**Aim of the exercise**
Every line below between the one holding "let mut states: Vec<_>" and the one holding "use super::*;", inclusive, should be copied exactly, and no other line.

Saved entries:

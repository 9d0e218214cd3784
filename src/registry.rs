//! Fund registry: per-fund state, P&L, and metrics counters.
//!
//! Frequent reads (status surface, strategies checking their own fund),
//! rare writes (registration at startup, increments after executions).
//! Counters are atomics so metric updates never take the registry lock.

use chrono::{DateTime, Utc};
use parking_lot::{Mutex, RwLock};
use serde::Serialize;
use std::collections::HashMap;
use std::sync::atomic::{AtomicU64, Ordering};
use std::sync::Arc;

use crate::models::{Fund, FundPosition};

/// Per-fund metric counters. All relaxed: these feed dashboards, not logic.
#[derive(Debug, Default)]
pub struct FundMetrics {
    pub signals_emitted: AtomicU64,
    pub signals_executed: AtomicU64,
    pub signals_filtered: AtomicU64,
    pub signals_duplicate: AtomicU64,
    pub orders_submitted: AtomicU64,
    pub orders_failed: AtomicU64,
    pub orders_rejected: AtomicU64,
    pub persist_failures: AtomicU64,
    pub polls_failed: AtomicU64,
    pub oversell_clamps: AtomicU64,
    pub wildcard_exits: AtomicU64,
    pub decay_events: AtomicU64,
}

impl FundMetrics {
    pub fn incr(counter: &AtomicU64) {
        counter.fetch_add(1, Ordering::Relaxed);
    }

    pub fn snapshot(&self) -> FundMetricsSnapshot {
        FundMetricsSnapshot {
            signals_emitted: self.signals_emitted.load(Ordering::Relaxed),
            signals_executed: self.signals_executed.load(Ordering::Relaxed),
            signals_filtered: self.signals_filtered.load(Ordering::Relaxed),
            signals_duplicate: self.signals_duplicate.load(Ordering::Relaxed),
            orders_submitted: self.orders_submitted.load(Ordering::Relaxed),
            orders_failed: self.orders_failed.load(Ordering::Relaxed),
            orders_rejected: self.orders_rejected.load(Ordering::Relaxed),
            persist_failures: self.persist_failures.load(Ordering::Relaxed),
            polls_failed: self.polls_failed.load(Ordering::Relaxed),
            oversell_clamps: self.oversell_clamps.load(Ordering::Relaxed),
            wildcard_exits: self.wildcard_exits.load(Ordering::Relaxed),
            decay_events: self.decay_events.load(Ordering::Relaxed),
        }
    }
}

#[derive(Debug, Clone, Serialize, Default)]
pub struct FundMetricsSnapshot {
    pub signals_emitted: u64,
    pub signals_executed: u64,
    pub signals_filtered: u64,
    pub signals_duplicate: u64,
    pub orders_submitted: u64,
    pub orders_failed: u64,
    pub orders_rejected: u64,
    pub persist_failures: u64,
    pub polls_failed: u64,
    pub oversell_clamps: u64,
    pub wildcard_exits: u64,
    pub decay_events: u64,
}

/// Handle to a fund's live position map. The executor is the only writer;
/// the registry and status surface read snapshots.
pub type PositionsHandle = Arc<RwLock<HashMap<String, FundPosition>>>;

pub struct FundState {
    pub fund: Arc<Fund>,
    pub metrics: Arc<FundMetrics>,
    pub positions: PositionsHandle,
    realized_pnl: Mutex<f64>,
    daily_trades: AtomicU64,
    daily_notional_cents: AtomicU64,
    pending_signals: AtomicU64,
}

impl FundState {
    pub fn new(fund: Arc<Fund>) -> Self {
        Self {
            fund,
            metrics: Arc::new(FundMetrics::default()),
            positions: Arc::new(RwLock::new(HashMap::new())),
            realized_pnl: Mutex::new(0.0),
            daily_trades: AtomicU64::new(0),
            daily_notional_cents: AtomicU64::new(0),
            pending_signals: AtomicU64::new(0),
        }
    }

    pub fn add_realized_pnl(&self, delta: f64) {
        *self.realized_pnl.lock() += delta;
    }

    pub fn realized_pnl(&self) -> f64 {
        *self.realized_pnl.lock()
    }

    /// Executor pushes its daily counters here after each execution so the
    /// status surface can render them without touching executor state.
    pub fn report_daily(&self, trades: u64, notional_usd: f64) {
        self.daily_trades.store(trades, Ordering::Relaxed);
        self.daily_notional_cents
            .store((notional_usd * 100.0).round().max(0.0) as u64, Ordering::Relaxed);
    }

    pub fn report_pending_signals(&self, pending: u64) {
        self.pending_signals.store(pending, Ordering::Relaxed);
    }

    pub fn open_positions(&self) -> usize {
        self.positions.read().len()
    }

    /// Cost basis of all open positions.
    pub fn positions_notional(&self) -> f64 {
        self.positions.read().values().map(|p| p.notional()).sum()
    }

    pub fn status(&self) -> FundStatus {
        FundStatus {
            fund_id: self.fund.id.clone(),
            category: self.fund.category.as_str().to_string(),
            capital_usd: self.fund.capital_usd,
            kill_switch: self.fund.risk.kill_switched(),
            realized_pnl: self.realized_pnl(),
            open_positions: self.open_positions(),
            positions_notional: self.positions_notional(),
            pending_signals: self.pending_signals.load(Ordering::Relaxed),
            daily_trades: self.daily_trades.load(Ordering::Relaxed),
            daily_notional_usd: self.daily_notional_cents.load(Ordering::Relaxed) as f64 / 100.0,
            started_at: self.fund.started_at,
            metrics: self.metrics.snapshot(),
        }
    }
}

#[derive(Debug, Clone, Serialize)]
pub struct FundStatus {
    pub fund_id: String,
    pub category: String,
    pub capital_usd: f64,
    pub kill_switch: bool,
    pub realized_pnl: f64,
    pub open_positions: usize,
    pub positions_notional: f64,
    pub pending_signals: u64,
    pub daily_trades: u64,
    pub daily_notional_usd: f64,
    pub started_at: DateTime<Utc>,
    pub metrics: FundMetricsSnapshot,
}

#[derive(Default)]
pub struct FundRegistry {
    funds: RwLock<HashMap<String, Arc<FundState>>>,
}

impl FundRegistry {
    pub fn new() -> Self {
        Self::default()
    }

    pub fn register(&self, fund: Arc<Fund>) -> Arc<FundState> {
        let state = Arc::new(FundState::new(fund.clone()));
        self.funds.write().insert(fund.id.clone(), state.clone());
        state
    }

    pub fn get(&self, fund_id: &str) -> Option<Arc<FundState>> {
        self.funds.read().get(fund_id).cloned()
    }

    pub fn all(&self) -> Vec<Arc<FundState>> {
        let mut states: Vec<_> = self.funds.read().values().cloned().collect();
        states.sort_by(|a, b| a.fund.id.cmp(&b.fund.id));
        states
    }

    pub fn len(&self) -> usize {
        self.funds.read().len()
    }

    pub fn is_empty(&self) -> bool {
        self.funds.read().is_empty()
    }
}

#[cfg(test)]
mod tests {
    use super::*;
    use crate::models::{ExecutionMode, FundCategory, RiskLimits, StrategyParams};
    use std::sync::atomic::AtomicBool;
    use std::time::Duration;

    fn fund(id: &str) -> Arc<Fund> {
        Arc::new(Fund {
            id: id.to_string(),
            category: FundCategory::Active,
            capital_usd: 10_000.0,
            max_position_pct: 0.10,
            min_trade_usd: 5.0,
            signal_delay: Duration::from_secs(5),
            max_slippage: 0.02,
            execution_mode: ExecutionMode::LimitOnly,
            risk: RiskLimits {
                max_daily_loss_usd: 500.0,
                max_drawdown_pct: 0.2,
                max_open_positions: 10,
                max_market_exposure_usd: 1_000.0,
                kill_switch: Arc::new(AtomicBool::new(false)),
            },
            params: StrategyParams::default(),
            started_at: Utc::now(),
        })
    }

    #[test]
    fn register_and_status() {
        let registry = FundRegistry::new();
        let state = registry.register(fund("ALPHA-ARB"));
        state.add_realized_pnl(12.5);
        state.report_daily(3, 420.0);

        let status = registry.get("ALPHA-ARB").unwrap().status();
        assert_eq!(status.fund_id, "ALPHA-ARB");
        assert_eq!(status.daily_trades, 3);
        assert!((status.daily_notional_usd - 420.0).abs() < 1e-9);
        assert!((status.realized_pnl - 12.5).abs() < 1e-9);
        assert_eq!(status.open_positions, 0);
    }

    #[test]
    fn all_is_sorted_by_id() {
        let registry = FundRegistry::new();
        registry.register(fund("PSI-10"));
        registry.register(fund("ALPHA-EDGE"));
        let ids: Vec<String> = registry
            .all()
            .iter()
            .map(|s| s.fund.id.clone())
            .collect();
        assert_eq!(ids, vec!["ALPHA-EDGE".to_string(), "PSI-10".to_string()]);
    }
}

**Solution**
        let mut states: Vec<_> = self.funds.read().values().cloned().collect();
        states.sort_by(|a, b| a.fund.id.cmp(&b.fund.id));
        states
    }

    pub fn len(&self) -> usize {
        self.funds.read().len()
    }

    pub fn is_empty(&self) -> bool {
        self.funds.read().is_empty()
    }
}

#[cfg(test)]
mod tests {
    use super::*;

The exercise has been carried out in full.